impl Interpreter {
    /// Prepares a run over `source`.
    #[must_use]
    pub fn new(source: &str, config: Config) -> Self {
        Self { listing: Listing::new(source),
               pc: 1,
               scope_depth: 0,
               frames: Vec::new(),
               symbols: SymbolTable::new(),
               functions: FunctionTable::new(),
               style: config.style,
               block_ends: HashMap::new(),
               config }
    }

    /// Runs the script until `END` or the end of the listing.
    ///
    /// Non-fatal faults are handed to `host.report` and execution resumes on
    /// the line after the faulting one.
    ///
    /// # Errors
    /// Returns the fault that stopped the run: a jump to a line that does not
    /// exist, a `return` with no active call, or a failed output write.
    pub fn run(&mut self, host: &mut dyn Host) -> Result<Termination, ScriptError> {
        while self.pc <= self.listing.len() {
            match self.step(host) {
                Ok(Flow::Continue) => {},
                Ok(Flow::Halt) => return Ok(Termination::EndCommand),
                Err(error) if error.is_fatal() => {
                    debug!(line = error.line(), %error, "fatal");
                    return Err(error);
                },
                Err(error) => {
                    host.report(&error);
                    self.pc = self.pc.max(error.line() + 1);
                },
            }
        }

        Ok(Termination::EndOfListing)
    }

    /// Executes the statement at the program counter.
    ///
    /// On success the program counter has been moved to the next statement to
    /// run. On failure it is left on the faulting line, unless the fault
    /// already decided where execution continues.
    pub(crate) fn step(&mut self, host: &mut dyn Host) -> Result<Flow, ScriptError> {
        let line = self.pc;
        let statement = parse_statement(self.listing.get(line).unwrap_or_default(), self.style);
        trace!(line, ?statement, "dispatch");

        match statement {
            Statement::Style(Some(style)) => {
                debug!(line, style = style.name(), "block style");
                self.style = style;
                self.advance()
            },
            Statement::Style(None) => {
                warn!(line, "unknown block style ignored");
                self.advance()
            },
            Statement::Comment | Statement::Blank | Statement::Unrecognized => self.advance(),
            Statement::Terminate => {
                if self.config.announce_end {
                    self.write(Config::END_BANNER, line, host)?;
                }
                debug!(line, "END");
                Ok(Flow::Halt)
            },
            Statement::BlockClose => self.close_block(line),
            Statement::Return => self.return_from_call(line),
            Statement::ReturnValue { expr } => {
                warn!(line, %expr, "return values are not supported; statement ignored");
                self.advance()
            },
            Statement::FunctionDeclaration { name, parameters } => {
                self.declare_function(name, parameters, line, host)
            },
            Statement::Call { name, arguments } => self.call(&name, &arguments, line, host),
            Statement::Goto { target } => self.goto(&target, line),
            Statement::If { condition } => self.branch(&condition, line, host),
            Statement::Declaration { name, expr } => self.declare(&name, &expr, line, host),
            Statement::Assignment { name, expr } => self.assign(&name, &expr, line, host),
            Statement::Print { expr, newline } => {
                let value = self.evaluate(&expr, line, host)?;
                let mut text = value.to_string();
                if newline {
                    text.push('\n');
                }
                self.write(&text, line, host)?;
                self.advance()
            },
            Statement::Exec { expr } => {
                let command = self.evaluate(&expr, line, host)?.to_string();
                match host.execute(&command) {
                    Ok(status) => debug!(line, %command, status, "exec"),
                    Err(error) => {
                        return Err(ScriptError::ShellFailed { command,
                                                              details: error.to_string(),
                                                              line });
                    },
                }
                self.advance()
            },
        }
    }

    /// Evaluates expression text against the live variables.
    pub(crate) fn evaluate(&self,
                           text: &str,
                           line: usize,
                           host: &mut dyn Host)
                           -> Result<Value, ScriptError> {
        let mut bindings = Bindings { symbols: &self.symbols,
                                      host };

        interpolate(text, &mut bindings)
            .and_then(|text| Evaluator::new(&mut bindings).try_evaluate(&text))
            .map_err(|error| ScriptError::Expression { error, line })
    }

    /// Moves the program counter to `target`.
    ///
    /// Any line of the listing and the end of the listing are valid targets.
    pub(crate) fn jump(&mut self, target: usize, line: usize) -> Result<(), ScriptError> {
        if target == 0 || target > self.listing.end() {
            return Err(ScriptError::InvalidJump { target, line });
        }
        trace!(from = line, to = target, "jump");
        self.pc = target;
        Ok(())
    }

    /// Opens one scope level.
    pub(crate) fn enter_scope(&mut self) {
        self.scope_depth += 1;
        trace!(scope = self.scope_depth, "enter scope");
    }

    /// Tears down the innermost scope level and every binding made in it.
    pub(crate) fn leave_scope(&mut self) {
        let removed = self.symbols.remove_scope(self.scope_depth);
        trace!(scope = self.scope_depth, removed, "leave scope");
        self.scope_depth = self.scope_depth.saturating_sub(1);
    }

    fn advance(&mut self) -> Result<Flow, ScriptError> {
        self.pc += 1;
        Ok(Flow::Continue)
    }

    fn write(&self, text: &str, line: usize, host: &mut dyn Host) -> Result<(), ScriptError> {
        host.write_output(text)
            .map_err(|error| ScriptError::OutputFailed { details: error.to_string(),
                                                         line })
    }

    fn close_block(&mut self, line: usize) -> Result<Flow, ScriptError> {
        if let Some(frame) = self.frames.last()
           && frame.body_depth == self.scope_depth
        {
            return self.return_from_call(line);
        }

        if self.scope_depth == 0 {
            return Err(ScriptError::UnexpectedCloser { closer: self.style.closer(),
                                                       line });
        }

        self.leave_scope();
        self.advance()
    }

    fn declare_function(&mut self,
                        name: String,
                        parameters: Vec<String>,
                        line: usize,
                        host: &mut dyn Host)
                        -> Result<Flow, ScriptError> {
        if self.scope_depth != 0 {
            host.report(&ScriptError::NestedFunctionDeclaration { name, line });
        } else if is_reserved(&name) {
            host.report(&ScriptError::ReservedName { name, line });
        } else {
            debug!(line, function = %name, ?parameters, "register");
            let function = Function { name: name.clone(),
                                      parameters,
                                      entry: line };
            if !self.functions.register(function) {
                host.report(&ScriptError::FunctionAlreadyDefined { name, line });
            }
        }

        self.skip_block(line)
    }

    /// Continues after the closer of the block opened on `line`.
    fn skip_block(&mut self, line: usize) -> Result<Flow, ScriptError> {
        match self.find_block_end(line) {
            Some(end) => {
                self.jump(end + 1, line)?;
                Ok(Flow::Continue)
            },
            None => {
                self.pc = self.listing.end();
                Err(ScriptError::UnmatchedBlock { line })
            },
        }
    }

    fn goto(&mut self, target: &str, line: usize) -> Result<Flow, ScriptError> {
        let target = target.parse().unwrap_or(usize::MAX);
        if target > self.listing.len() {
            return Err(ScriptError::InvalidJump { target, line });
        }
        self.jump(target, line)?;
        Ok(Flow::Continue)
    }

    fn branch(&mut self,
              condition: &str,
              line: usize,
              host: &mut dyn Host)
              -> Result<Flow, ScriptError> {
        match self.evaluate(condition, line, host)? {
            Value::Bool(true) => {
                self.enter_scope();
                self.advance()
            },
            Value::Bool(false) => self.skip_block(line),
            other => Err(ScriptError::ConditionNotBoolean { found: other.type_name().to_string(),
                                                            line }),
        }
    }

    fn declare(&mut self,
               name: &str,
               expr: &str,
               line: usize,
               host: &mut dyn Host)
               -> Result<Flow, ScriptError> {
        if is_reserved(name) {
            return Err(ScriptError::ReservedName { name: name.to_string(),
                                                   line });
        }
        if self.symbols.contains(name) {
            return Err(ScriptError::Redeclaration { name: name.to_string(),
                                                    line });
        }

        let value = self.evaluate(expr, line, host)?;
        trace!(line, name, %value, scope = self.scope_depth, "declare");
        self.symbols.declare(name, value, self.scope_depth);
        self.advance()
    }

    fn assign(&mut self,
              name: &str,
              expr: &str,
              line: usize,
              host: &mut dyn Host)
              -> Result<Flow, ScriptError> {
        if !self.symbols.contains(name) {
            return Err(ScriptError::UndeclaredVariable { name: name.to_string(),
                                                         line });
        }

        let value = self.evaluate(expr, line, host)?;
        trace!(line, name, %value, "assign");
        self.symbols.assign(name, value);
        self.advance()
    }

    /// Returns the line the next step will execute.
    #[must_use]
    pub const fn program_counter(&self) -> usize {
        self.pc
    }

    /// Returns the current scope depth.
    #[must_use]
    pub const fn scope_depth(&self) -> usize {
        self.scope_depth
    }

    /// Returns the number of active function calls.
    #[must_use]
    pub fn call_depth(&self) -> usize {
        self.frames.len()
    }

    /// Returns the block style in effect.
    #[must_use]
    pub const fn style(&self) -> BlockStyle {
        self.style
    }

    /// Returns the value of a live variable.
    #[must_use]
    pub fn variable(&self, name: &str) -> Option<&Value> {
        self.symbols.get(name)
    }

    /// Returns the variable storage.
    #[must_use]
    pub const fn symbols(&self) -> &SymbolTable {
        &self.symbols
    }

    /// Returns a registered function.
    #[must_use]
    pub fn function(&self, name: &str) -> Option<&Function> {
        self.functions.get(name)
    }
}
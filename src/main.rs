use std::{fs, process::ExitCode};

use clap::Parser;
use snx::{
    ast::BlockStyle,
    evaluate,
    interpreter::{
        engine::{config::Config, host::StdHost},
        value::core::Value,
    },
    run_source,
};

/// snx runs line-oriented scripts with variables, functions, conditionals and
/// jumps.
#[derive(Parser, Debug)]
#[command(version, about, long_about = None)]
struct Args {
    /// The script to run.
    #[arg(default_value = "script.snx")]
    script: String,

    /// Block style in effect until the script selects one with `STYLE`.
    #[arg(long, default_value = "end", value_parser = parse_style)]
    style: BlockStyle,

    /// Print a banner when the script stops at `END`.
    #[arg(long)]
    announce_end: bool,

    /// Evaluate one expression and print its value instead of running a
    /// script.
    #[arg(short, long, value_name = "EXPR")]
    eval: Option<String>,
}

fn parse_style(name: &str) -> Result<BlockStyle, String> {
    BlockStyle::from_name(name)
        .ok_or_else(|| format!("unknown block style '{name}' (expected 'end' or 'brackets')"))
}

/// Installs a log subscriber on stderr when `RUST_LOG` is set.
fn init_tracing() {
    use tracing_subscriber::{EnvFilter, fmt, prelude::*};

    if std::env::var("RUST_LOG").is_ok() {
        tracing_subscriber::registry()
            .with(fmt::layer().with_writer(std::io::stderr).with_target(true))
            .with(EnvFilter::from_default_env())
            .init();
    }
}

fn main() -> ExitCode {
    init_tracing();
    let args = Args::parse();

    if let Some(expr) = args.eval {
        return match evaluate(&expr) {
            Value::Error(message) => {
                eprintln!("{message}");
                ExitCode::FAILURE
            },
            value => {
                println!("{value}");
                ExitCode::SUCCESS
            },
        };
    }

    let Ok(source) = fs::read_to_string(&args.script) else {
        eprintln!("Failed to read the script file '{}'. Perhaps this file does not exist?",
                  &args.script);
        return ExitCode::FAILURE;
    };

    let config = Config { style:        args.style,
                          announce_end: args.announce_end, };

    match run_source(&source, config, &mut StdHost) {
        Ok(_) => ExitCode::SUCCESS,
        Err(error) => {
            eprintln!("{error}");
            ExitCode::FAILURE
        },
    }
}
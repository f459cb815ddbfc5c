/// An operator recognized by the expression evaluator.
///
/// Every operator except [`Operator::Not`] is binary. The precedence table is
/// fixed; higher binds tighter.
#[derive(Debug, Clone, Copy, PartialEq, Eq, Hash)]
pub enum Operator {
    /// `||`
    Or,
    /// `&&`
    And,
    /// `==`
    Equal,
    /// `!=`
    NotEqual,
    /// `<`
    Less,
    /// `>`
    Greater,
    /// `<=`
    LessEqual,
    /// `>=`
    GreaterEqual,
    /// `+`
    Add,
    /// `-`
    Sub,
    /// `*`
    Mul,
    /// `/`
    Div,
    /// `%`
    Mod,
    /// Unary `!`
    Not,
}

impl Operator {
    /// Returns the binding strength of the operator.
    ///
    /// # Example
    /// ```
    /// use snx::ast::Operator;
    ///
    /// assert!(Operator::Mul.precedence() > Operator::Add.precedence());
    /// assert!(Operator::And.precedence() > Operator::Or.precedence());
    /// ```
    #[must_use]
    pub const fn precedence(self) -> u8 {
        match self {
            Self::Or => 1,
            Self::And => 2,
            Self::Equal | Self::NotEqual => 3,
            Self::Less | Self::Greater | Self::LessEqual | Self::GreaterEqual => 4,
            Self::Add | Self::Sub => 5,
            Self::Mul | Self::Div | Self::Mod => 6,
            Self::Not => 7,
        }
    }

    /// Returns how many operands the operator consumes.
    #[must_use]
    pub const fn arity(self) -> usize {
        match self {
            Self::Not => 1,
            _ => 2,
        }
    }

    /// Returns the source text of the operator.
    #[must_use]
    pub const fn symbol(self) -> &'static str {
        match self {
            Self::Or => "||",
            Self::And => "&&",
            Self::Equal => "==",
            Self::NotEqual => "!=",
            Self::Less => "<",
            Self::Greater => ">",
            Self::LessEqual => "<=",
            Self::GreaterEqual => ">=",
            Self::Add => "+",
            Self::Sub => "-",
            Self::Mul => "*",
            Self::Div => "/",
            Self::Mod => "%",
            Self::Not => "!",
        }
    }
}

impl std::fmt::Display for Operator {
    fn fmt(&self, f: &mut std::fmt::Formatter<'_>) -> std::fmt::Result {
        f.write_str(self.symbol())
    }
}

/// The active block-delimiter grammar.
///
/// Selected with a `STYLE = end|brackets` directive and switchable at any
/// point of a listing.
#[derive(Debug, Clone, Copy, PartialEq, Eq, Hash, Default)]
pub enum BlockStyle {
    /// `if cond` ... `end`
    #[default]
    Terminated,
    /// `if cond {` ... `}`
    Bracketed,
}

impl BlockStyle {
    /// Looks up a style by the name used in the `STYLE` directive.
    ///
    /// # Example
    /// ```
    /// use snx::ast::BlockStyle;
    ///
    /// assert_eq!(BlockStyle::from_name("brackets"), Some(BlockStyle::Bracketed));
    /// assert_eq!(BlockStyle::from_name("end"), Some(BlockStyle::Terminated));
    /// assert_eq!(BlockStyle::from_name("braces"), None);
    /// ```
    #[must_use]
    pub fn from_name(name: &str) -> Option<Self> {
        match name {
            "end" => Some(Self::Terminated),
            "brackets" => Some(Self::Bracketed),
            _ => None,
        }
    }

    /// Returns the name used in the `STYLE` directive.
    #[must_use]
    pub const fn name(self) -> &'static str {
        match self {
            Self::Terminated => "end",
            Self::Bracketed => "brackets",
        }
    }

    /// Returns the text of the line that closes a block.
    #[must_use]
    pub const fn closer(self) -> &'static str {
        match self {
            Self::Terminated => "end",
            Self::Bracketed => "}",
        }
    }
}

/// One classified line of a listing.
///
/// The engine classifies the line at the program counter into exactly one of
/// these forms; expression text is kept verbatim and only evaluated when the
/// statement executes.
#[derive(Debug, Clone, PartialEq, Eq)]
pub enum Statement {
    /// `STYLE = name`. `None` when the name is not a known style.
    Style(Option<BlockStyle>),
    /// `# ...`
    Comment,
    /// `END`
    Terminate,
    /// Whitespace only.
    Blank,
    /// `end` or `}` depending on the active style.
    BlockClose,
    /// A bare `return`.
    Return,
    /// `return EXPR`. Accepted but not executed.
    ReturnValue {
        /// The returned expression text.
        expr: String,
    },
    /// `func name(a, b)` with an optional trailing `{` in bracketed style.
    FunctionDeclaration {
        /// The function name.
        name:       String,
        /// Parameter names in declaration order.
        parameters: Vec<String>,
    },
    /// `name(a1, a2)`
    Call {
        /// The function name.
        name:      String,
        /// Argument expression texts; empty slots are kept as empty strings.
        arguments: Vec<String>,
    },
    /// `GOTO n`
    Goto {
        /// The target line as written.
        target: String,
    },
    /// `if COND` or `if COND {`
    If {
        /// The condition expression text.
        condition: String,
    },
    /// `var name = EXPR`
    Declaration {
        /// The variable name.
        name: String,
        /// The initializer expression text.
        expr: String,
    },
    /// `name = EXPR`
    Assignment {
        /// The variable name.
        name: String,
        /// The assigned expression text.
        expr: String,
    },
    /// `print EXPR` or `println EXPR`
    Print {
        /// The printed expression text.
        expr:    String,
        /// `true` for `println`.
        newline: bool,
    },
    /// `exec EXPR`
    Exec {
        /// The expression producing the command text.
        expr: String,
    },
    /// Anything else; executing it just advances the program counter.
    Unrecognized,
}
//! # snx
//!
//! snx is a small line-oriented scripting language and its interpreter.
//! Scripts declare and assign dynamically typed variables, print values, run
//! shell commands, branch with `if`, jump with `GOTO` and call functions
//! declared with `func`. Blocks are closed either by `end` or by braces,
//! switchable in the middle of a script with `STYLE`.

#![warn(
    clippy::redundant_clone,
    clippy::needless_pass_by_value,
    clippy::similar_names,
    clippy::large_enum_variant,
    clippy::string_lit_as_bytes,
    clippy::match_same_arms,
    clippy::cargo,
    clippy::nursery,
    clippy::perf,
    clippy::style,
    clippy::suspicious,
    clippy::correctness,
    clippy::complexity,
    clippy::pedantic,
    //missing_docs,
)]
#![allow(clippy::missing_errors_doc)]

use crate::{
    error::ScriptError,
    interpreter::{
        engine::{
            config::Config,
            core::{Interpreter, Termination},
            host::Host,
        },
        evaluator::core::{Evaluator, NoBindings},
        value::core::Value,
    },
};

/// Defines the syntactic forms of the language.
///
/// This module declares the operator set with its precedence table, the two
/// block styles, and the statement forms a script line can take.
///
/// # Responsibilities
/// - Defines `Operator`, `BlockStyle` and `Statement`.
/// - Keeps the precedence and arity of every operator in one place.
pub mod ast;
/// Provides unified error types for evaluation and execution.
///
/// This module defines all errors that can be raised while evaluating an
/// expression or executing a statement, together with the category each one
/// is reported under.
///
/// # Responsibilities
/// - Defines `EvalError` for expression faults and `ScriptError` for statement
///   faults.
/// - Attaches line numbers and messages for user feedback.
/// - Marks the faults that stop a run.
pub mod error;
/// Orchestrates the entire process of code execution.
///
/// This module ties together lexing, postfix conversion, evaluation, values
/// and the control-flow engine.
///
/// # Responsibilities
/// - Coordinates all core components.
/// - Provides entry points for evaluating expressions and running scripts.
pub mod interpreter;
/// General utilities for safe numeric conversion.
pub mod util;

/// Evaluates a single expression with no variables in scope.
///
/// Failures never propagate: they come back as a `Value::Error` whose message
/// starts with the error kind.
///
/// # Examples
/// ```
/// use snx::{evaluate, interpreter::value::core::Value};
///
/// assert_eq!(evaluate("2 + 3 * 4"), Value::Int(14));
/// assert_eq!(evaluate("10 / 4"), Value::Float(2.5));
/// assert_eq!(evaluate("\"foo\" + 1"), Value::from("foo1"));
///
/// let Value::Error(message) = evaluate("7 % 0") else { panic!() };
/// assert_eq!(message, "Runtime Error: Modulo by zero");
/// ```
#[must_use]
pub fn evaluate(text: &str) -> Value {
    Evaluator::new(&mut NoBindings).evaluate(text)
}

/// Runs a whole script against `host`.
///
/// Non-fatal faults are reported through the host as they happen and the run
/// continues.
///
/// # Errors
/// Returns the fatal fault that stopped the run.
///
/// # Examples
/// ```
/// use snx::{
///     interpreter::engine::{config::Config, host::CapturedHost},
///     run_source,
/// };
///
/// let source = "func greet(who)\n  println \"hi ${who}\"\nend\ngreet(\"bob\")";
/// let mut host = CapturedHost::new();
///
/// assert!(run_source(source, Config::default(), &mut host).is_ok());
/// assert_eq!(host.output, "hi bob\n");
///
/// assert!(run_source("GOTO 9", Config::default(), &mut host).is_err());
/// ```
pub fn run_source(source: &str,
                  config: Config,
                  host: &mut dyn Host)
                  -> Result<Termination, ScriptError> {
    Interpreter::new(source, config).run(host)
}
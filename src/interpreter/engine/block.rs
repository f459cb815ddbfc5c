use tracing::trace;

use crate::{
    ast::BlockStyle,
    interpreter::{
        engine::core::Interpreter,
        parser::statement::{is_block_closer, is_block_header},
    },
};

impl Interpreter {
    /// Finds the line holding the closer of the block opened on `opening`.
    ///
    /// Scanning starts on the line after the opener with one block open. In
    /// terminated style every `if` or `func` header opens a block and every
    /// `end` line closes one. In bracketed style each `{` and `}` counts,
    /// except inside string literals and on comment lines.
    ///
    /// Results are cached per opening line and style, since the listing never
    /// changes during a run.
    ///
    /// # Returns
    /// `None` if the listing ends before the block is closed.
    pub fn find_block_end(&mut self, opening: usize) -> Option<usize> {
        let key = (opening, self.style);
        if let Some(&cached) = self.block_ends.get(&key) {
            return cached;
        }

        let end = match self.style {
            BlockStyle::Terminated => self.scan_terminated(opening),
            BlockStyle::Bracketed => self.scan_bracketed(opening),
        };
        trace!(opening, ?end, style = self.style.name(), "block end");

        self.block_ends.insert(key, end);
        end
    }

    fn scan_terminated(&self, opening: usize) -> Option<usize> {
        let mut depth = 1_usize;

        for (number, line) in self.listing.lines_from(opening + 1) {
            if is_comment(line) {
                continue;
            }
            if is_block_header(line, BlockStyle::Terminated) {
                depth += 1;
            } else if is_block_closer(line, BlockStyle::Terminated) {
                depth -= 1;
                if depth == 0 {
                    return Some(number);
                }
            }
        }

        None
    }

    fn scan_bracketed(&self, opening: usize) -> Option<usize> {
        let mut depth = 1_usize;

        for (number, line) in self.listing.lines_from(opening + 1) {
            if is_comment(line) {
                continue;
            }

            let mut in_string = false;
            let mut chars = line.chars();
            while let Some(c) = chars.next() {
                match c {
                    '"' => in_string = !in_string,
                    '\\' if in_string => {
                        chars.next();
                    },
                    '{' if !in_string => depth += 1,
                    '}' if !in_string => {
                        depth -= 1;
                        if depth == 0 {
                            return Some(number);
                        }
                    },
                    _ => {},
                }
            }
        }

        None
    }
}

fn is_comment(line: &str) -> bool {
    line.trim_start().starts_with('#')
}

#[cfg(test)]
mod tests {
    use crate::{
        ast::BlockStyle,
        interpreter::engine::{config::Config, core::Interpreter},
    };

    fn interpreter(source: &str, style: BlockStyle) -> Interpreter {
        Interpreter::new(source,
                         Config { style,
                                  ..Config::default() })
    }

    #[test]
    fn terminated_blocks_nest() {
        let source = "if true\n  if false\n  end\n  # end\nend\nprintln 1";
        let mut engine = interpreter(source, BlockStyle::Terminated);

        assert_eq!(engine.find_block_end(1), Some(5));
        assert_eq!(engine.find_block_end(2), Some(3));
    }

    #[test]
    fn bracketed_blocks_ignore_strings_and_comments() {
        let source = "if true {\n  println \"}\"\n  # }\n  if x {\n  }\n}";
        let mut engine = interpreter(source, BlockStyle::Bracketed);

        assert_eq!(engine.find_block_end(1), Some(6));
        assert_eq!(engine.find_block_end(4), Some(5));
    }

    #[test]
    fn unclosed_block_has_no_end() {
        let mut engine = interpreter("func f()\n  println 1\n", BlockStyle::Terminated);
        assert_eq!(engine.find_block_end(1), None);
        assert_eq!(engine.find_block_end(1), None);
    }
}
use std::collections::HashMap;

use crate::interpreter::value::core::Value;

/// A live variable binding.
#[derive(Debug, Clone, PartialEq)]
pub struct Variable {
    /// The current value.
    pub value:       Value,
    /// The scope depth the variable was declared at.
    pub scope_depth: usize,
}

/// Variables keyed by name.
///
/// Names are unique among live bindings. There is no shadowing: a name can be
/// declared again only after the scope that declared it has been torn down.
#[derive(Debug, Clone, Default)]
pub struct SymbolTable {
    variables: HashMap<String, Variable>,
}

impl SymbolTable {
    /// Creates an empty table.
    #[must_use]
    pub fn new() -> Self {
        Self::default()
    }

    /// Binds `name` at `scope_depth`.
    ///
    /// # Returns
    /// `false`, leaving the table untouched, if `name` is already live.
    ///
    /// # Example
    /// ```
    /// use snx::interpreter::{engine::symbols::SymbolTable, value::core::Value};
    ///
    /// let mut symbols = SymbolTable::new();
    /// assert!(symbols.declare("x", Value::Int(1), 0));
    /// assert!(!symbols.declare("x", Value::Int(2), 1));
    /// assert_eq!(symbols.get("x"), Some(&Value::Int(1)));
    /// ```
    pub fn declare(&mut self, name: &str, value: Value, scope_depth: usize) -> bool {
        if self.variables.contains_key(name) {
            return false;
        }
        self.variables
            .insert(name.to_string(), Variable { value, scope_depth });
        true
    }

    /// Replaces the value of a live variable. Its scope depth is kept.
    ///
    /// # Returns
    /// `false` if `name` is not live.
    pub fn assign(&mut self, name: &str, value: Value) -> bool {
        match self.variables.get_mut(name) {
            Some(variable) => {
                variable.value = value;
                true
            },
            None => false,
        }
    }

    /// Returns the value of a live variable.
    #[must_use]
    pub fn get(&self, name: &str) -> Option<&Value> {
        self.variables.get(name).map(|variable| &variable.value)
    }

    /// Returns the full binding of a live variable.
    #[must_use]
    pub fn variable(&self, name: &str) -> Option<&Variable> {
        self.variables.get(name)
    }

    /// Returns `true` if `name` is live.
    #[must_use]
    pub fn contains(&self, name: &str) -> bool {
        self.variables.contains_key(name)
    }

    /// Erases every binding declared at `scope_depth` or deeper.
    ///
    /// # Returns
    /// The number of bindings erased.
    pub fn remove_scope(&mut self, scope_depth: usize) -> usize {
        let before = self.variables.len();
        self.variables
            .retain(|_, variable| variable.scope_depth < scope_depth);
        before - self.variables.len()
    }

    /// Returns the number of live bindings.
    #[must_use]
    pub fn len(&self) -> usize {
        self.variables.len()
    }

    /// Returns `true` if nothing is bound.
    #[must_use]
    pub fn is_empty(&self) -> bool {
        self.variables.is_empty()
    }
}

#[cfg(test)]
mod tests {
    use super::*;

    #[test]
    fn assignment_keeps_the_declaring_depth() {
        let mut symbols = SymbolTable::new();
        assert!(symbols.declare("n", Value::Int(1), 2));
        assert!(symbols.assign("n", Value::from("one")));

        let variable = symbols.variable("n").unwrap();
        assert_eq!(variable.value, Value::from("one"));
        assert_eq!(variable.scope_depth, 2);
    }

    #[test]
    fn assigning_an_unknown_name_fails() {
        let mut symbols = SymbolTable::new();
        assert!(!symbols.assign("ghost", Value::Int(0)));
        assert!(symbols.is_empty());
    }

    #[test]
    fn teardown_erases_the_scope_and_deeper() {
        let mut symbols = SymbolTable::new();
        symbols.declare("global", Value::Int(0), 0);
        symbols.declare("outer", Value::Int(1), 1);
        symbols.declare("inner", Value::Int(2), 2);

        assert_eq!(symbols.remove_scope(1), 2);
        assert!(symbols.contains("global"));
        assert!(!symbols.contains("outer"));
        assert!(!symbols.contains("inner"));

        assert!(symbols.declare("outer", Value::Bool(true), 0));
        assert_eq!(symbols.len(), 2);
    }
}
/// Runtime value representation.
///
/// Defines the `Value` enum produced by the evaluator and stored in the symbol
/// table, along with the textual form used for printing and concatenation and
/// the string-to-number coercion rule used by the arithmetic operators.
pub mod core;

━━━━━━━━━━━━━━━━━━━━━━━━━━━━━━

EXERCISE PROMPT> Using the material above, gather every line that includes "language".

RESULT OF THIS TASK>
//! snx is a small line-oriented scripting language and its interpreter.
/// Defines the syntactic forms of the language.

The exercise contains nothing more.